→ SOURCE INFORMATION
--

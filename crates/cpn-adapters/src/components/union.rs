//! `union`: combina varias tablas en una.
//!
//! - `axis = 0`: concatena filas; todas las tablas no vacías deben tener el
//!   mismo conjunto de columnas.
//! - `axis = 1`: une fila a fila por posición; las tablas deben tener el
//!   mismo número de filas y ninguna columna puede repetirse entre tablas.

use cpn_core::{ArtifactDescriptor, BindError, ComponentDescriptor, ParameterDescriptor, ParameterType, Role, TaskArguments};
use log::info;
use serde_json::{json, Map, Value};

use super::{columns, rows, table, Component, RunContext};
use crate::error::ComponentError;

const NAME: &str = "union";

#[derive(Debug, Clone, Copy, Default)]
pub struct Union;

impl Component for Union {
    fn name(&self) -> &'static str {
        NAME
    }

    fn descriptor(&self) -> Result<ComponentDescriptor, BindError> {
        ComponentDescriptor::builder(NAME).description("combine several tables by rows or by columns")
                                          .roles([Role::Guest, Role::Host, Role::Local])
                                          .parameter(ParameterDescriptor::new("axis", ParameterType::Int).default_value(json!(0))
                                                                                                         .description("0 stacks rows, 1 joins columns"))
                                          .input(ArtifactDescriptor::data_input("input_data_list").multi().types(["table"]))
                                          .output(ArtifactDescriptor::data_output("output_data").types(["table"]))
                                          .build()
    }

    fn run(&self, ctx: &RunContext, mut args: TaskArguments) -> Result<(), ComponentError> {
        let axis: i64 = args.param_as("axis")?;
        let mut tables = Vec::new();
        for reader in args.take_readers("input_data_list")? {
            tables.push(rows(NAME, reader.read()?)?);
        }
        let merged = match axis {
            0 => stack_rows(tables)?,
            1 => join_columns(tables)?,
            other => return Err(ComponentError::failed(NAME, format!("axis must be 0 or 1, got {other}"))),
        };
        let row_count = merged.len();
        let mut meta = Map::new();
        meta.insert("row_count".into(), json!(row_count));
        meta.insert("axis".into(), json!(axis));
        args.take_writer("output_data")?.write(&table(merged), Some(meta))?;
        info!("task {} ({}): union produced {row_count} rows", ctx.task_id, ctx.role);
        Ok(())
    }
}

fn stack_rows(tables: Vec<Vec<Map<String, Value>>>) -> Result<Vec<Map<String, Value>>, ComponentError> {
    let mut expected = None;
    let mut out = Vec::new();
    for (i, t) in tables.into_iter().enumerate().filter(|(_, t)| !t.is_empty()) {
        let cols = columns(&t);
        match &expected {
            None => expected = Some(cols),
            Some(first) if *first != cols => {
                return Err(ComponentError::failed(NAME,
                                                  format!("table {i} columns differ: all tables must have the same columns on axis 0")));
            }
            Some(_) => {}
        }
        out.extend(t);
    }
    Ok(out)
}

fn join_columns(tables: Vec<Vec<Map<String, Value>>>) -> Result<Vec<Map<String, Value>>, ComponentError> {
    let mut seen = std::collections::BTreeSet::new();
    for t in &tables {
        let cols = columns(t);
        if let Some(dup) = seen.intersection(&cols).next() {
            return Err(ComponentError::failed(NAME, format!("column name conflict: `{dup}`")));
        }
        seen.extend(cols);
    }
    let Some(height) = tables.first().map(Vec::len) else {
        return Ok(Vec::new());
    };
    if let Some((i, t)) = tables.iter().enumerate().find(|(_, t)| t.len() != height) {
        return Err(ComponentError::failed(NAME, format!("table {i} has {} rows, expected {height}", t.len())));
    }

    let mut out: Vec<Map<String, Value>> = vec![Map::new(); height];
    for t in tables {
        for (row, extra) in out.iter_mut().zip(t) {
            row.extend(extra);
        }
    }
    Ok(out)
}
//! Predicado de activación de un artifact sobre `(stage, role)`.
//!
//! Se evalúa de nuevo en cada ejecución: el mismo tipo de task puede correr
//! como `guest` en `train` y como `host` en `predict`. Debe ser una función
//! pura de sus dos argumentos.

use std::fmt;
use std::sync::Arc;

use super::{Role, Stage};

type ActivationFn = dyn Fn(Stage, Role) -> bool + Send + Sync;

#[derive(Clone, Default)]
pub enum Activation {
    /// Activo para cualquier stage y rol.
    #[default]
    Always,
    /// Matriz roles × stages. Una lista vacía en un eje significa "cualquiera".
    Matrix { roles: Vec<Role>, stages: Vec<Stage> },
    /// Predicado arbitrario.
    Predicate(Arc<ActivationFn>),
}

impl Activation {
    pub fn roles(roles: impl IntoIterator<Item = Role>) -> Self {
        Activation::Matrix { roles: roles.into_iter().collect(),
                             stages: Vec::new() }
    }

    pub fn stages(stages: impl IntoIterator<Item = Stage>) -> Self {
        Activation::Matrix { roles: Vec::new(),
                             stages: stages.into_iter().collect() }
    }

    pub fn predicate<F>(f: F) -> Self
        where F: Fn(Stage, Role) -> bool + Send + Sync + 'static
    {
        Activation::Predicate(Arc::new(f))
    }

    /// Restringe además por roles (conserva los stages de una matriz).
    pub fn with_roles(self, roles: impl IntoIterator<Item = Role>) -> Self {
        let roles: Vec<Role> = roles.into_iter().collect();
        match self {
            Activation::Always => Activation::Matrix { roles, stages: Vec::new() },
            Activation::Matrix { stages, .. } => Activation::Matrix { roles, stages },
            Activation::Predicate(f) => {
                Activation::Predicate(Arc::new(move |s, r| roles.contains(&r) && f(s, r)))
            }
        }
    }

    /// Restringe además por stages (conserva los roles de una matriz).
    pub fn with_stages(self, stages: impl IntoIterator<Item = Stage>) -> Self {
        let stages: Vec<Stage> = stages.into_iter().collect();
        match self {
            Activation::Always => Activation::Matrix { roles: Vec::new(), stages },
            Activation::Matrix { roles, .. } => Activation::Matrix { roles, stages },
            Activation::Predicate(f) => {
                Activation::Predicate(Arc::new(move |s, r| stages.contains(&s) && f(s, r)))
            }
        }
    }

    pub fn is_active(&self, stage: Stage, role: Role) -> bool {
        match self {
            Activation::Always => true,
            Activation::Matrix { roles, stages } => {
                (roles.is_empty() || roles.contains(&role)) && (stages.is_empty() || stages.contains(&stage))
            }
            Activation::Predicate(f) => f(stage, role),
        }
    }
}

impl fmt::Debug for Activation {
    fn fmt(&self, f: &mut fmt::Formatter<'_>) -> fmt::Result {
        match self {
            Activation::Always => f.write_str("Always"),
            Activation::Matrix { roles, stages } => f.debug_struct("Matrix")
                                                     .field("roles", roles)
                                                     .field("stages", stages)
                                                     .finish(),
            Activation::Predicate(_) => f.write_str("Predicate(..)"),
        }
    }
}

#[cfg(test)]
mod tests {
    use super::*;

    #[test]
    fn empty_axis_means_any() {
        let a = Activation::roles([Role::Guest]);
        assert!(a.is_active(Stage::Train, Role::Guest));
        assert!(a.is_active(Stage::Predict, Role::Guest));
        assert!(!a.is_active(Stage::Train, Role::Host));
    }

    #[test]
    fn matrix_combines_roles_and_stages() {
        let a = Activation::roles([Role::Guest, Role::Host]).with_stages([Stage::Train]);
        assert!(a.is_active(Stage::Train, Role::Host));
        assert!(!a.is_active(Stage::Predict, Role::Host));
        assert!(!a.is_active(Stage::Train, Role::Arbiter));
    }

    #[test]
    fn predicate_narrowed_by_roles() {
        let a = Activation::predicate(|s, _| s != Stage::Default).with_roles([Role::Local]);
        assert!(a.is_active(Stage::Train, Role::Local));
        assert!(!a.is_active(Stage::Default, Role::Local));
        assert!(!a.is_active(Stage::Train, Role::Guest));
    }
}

--

→ TRY IT
Output, from the data above, the lines from the line with "type ActivationFn = dyn" to the line with "pub fn with_roles(self, roles: impl" exactly as they stand, both ends included and nothing else.

→ EXPECTED ANSWER
type ActivationFn = dyn Fn(Stage, Role) -> bool + Send + Sync;

#[derive(Clone, Default)]
pub enum Activation {
    /// Activo para cualquier stage y rol.
    #[default]
    Always,
    /// Matriz roles × stages. Una lista vacía en un eje significa "cualquiera".
    Matrix { roles: Vec<Role>, stages: Vec<Stage> },
    /// Predicado arbitrario.
    Predicate(Arc<ActivationFn>),
}

impl Activation {
    pub fn roles(roles: impl IntoIterator<Item = Role>) -> Self {
        Activation::Matrix { roles: roles.into_iter().collect(),
                             stages: Vec::new() }
    }

    pub fn stages(stages: impl IntoIterator<Item = Stage>) -> Self {
        Activation::Matrix { roles: Vec::new(),
                             stages: stages.into_iter().collect() }
    }

    pub fn predicate<F>(f: F) -> Self
        where F: Fn(Stage, Role) -> bool + Send + Sync + 'static
    {
        Activation::Predicate(Arc::new(f))
    }

    /// Restringe además por roles (conserva los stages de una matriz).
    pub fn with_roles(self, roles: impl IntoIterator<Item = Role>) -> Self {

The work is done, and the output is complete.